Fuscopannaria obtegens

Scientific classification
- Domain: Eukaryota
- Kingdom: Fungi
- Division: Ascomycota
- Class: Lecanoromycetes
- Order: Peltigerales
- Family: Pannariaceae
- Genus: Fuscopannaria
- Species: F. obtegens
- Binomial name: Fuscopannaria obtegens P.M.Jørg. (2007)

= Fuscopannaria obtegens =

- Authority: P.M.Jørg. (2007)

Species of lichen

Fuscopannaria obtegens is a species of corticolous (bark-dwelling), squamulose lichen in the family Pannariaceae. Found in China, it was formally described as a new species in 2007 by Norwegian lichenologist Per Magnus Jørgensen. The type specimen was collected from Nyingchi-Dongjuk (southeastern Tibet) at an elevation of 4430 m; there, on a south-facing slope, it was found growing on the stems of Juniper.
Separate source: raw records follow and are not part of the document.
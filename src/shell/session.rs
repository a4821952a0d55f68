use log::debug;
use std::fs;
use std::io;
use std::path::{Path, PathBuf};

use crate::utils::path::{home_dir, root_of};

/// 一个 shell 会话的可变状态：工作目录和 `cd -`/`cd +` 的两个历史槽位
#[derive(Debug, Clone)]
pub struct Session {
    cwd: PathBuf,
    home: PathBuf,
    previous: Option<PathBuf>,
    next: Option<PathBuf>,
}

impl Session {
    pub fn new(cwd: PathBuf) -> Self {
        Self::with_home(cwd, home_dir())
    }

    pub fn with_home(cwd: PathBuf, home: PathBuf) -> Self {
        Self {
            cwd,
            home,
            previous: None,
            next: None,
        }
    }

    pub fn cwd(&self) -> &Path {
        &self.cwd
    }

    pub fn home(&self) -> &Path {
        &self.home
    }

    pub fn previous(&self) -> Option<&Path> {
        self.previous.as_deref()
    }

    pub fn next(&self) -> Option<&Path> {
        self.next.as_deref()
    }

    /// 相对路径按会话工作目录解析
    pub fn resolve(&self, path: &str) -> PathBuf {
        let path = Path::new(path);
        if path.is_absolute() {
            path.to_path_buf()
        } else {
            self.cwd.join(path)
        }
    }

    /// 切换目录；成功后离开的目录进入 previous 槽位，失败时状态不变
    pub fn change_dir(&mut self, target: &Path) -> io::Result<()> {
        let resolved = if target.is_absolute() {
            target.to_path_buf()
        } else {
            self.cwd.join(target)
        };
        let canonical = fs::canonicalize(&resolved)?;
        if !fs::metadata(&canonical)?.is_dir() {
            return Err(io::Error::new(
                io::ErrorKind::Other,
                format!("Not a directory: '{}'", target.display()),
            ));
        }
        // 没有搜索权限时 stat `dir/.` 会失败，和 chdir 的行为一致
        fs::metadata(canonical.join("."))?;

        debug!("cd: {} -> {}", self.cwd.display(), canonical.display());
        let left = std::mem::replace(&mut self.cwd, canonical);
        self.previous = Some(left);
        Ok(())
    }

    pub fn change_to_root(&mut self) -> io::Result<()> {
        let root = root_of(&self.cwd);
        self.change_dir(&root)
    }

    /// 记录当前目录到 next 槽位，不切换目录
    pub fn store_next(&mut self) -> &Path {
        self.next.insert(self.cwd.clone())
    }

    /// `cd -`：优先回到 next 并与当前目录互换，否则回到 previous。
    /// 两个槽位都为空时返回 `Ok(false)`。
    pub fn go_back(&mut self) -> io::Result<bool> {
        if let Some(next) = self.next.clone() {
            let left = self.cwd.clone();
            self.change_dir(&next)?;
            self.next = Some(left);
            return Ok(true);
        }
        match self.previous.clone() {
            Some(previous) => {
                self.change_dir(&previous)?;
                Ok(true)
            }
            None => Ok(false),
        }
    }
}
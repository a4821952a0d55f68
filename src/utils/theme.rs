use colored::Colorize;
use std::collections::HashMap;

type Style = Box<dyn Fn(String) -> String>;

pub struct Theme {
    messages: HashMap<&'static str, String>,
    pub user_style: Style,
    pub path_style: Style,
    pub dir_style: Style,
    pub file_style: Style,
    pub error_style: Style,
    pub warning_style: Style,
    pub success_style: Style,
    pub info_style: Style,
}

fn default_messages() -> HashMap<&'static str, String> {
    HashMap::from([
        ("welcome", "Welcome to RogueV1.0. Type 'man <cmd>' or '<cmd> --help'.".to_string()),
        ("exit", "Exiting RogueV1.0...".to_string()),
        ("banner_missing", "Banner file '{}' not found!".to_string()),
        ("interrupt_signal", "^C (type 'exit' to quit)".to_string()),
        ("eof_signal", "EOF received, leaving RogueV1.0...".to_string()),
        ("error", "Error".to_string()),
    ])
}

impl Default for Theme {
    fn default() -> Self {
        Theme {
            messages: default_messages(),
            user_style: Box::new(|s| s.green().to_string()),
            path_style: Box::new(|s| s.cyan().to_string()),
            dir_style: Box::new(|s| s.yellow().to_string()),
            file_style: Box::new(|s| s.white().to_string()),
            // 接近 VS Code 的亮红色 (256 色 196)
            error_style: Box::new(|s| s.truecolor(255, 0, 0).to_string()),
            warning_style: Box::new(|s| s.yellow().to_string()),
            success_style: Box::new(|s| s.green().to_string()),
            info_style: Box::new(|s| s.white().to_string()),
        }
    }
}

impl Theme {
    pub fn load_theme(theme_name: &str) -> Theme {
        match theme_name {
            "dark" => Theme {
                messages: default_messages(),
                user_style: Box::new(|s| s.bright_green().to_string()),
                path_style: Box::new(|s| s.bright_blue().to_string()),
                dir_style: Box::new(|s| s.bright_yellow().to_string()),
                file_style: Box::new(|s| s.bright_white().to_string()),
                error_style: Box::new(|s| s.red().to_string()),
                warning_style: Box::new(|s| s.bright_yellow().to_string()),
                success_style: Box::new(|s| s.bright_green().to_string()),
                info_style: Box::new(|s| s.bright_white().to_string()),
            },
            _ => Theme::default(),
        }
    }

    pub fn get_message(&self, key: &str) -> String {
        self.messages.get(key).cloned().unwrap_or_default()
    }

    /// `user@localhost:/full/path/dirname$ `
    pub fn prompt(&self, user: &str, cwd: &str, dir_name: &str) -> String {
        format!(
            "{}{}{} ",
            (self.user_style)(format!("{}@localhost:", user)),
            (self.path_style)(format!("{}/", cwd.trim_end_matches('/'))),
            (self.error_style)(format!("{}$", dir_name))
        )
    }
}
use super::lexer::RedirectOp;

/// 一行输入拆分后的结果，处理完即丢弃
#[derive(Debug, Clone, Default)]
pub struct CommandLine {
    pub raw: String,
    pub program: String,
    pub arguments: Vec<String>,
}

impl CommandLine {
    /// 包含命令词本身的完整词列表，供按成员判断 flag 的命令使用
    pub fn tokens(&self) -> Vec<String> {
        let mut tokens = Vec::with_capacity(self.arguments.len() + 1);
        tokens.push(self.program.clone());
        tokens.extend(self.arguments.iter().cloned());
        tokens
    }

    pub fn has_argument(&self, word: &str) -> bool {
        self.arguments.iter().any(|a| a == word)
    }
}

/// 识别出的布尔开关
#[derive(Debug, Clone, Default, PartialEq)]
pub struct FlagSet {
    flags: Vec<&'static str>,
}

impl FlagSet {
    pub fn insert(&mut self, flag: &'static str) {
        if !self.has(flag) {
            self.flags.push(flag);
        }
    }

    pub fn has(&self, flag: &str) -> bool {
        self.flags.iter().any(|f| *f == flag)
    }
}

#[derive(Debug, Clone, PartialEq)]
pub struct Redirection {
    pub operator: RedirectOp,
    pub sources: Vec<String>,
    pub target: String,
}
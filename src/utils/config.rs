use dotenv::dotenv;
use log::warn;
use rustyline::EditMode;
use std::env;
use std::fs;
use std::path::PathBuf;
use std::time::Duration;

/// 非交互模式下 `-i` 确认的处理方式
#[derive(Debug, Clone, Copy, PartialEq, Eq)]
pub enum ConfirmMode {
    Ask,
    AssumeYes,
    AssumeNo,
}

impl ConfirmMode {
    fn parse(value: &str) -> Self {
        match value.trim().to_lowercase().as_str() {
            "yes" | "y" | "true" => ConfirmMode::AssumeYes,
            "no" | "n" | "false" => ConfirmMode::AssumeNo,
            _ => ConfirmMode::Ask,
        }
    }
}

pub struct Config {
    pub name: String,
    pub theme: String,
    pub history_file: PathBuf,
    pub editor_mode: String,
    pub logger_level: String,
    pub logger_dir: PathBuf,
    pub banner_file: PathBuf,
    pub confirm_mode: ConfirmMode,
    pub exit_delay: Duration,
}

impl Config {
    fn get_config_dir() -> PathBuf {
        if let Ok(home) = env::var("HOME") {
            PathBuf::from(home).join(".config/rogue")
        } else {
            PathBuf::from("tmp")
        }
    }

    fn default() -> Self {
        let config_dir = Self::get_config_dir();
        Config {
            name: String::from("rogue"),
            theme: String::from("default"),
            history_file: config_dir.join(".rogue_history"),
            editor_mode: String::from("emacs"),
            logger_level: String::from("warn"),
            logger_dir: config_dir.join("logs"),
            banner_file: PathBuf::from("banner.txt"),
            confirm_mode: ConfirmMode::Ask,
            exit_delay: Duration::from_millis(1000),
        }
    }

    pub fn new() -> Self {
        // 优先加载环境变量
        if cfg!(debug_assertions) {
            dotenv::from_filename(".env.development").ok();
        } else {
            dotenv().ok();
        }

        // 默认配置
        let mut config = Config::default();

        // 从环境变量加载配置
        if let Ok(theme) = env::var("ROGUE_THEME") {
            config.theme = theme;
        }

        if let Ok(editor) = env::var("ROGUE_EDITOR") {
            config.editor_mode = editor;
        }

        if let Ok(history) = env::var("ROGUE_HISTORY") {
            config.history_file = PathBuf::from(history);
        }

        if let Ok(level) = env::var("ROGUE_LOG_LEVEL") {
            config.logger_level = level;
        }

        if let Ok(dir) = env::var("ROGUE_LOG_DIR") {
            config.logger_dir = PathBuf::from(dir);
        }

        if let Ok(banner) = env::var("ROGUE_BANNER") {
            config.banner_file = PathBuf::from(banner);
        }

        if let Ok(mode) = env::var("ROGUE_CONFIRM") {
            config.confirm_mode = ConfirmMode::parse(&mode);
        }

        if let Ok(delay) = env::var("ROGUE_EXIT_DELAY_MS") {
            match delay.trim().parse::<u64>() {
                Ok(ms) => config.exit_delay = Duration::from_millis(ms),
                Err(e) => warn!("ROGUE_EXIT_DELAY_MS 无效: {} ({})", delay, e),
            }
        }

        // 确保历史文件目录存在
        if let Some(parent) = config.history_file.parent() {
            if let Err(e) = fs::create_dir_all(parent) {
                warn!("无法创建历史记录目录 {}: {}", parent.display(), e);
            }
        }

        config
    }

    pub fn get_edit_mode(&self) -> EditMode {
        match self.editor_mode.to_lowercase().as_str() {
            "vi" => EditMode::Vi,
            _ => EditMode::Emacs,
        }
    }
}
It is only known to occur in the type locality. The widely spread thallus of the lichen is made of dichotomously branched, brown squamules up to 2 mm in diameter. The squamules are imbricating, meaning they overlap each other; according to the author, they give the impression of a tiled roof reminiscent of stave churches in Norway.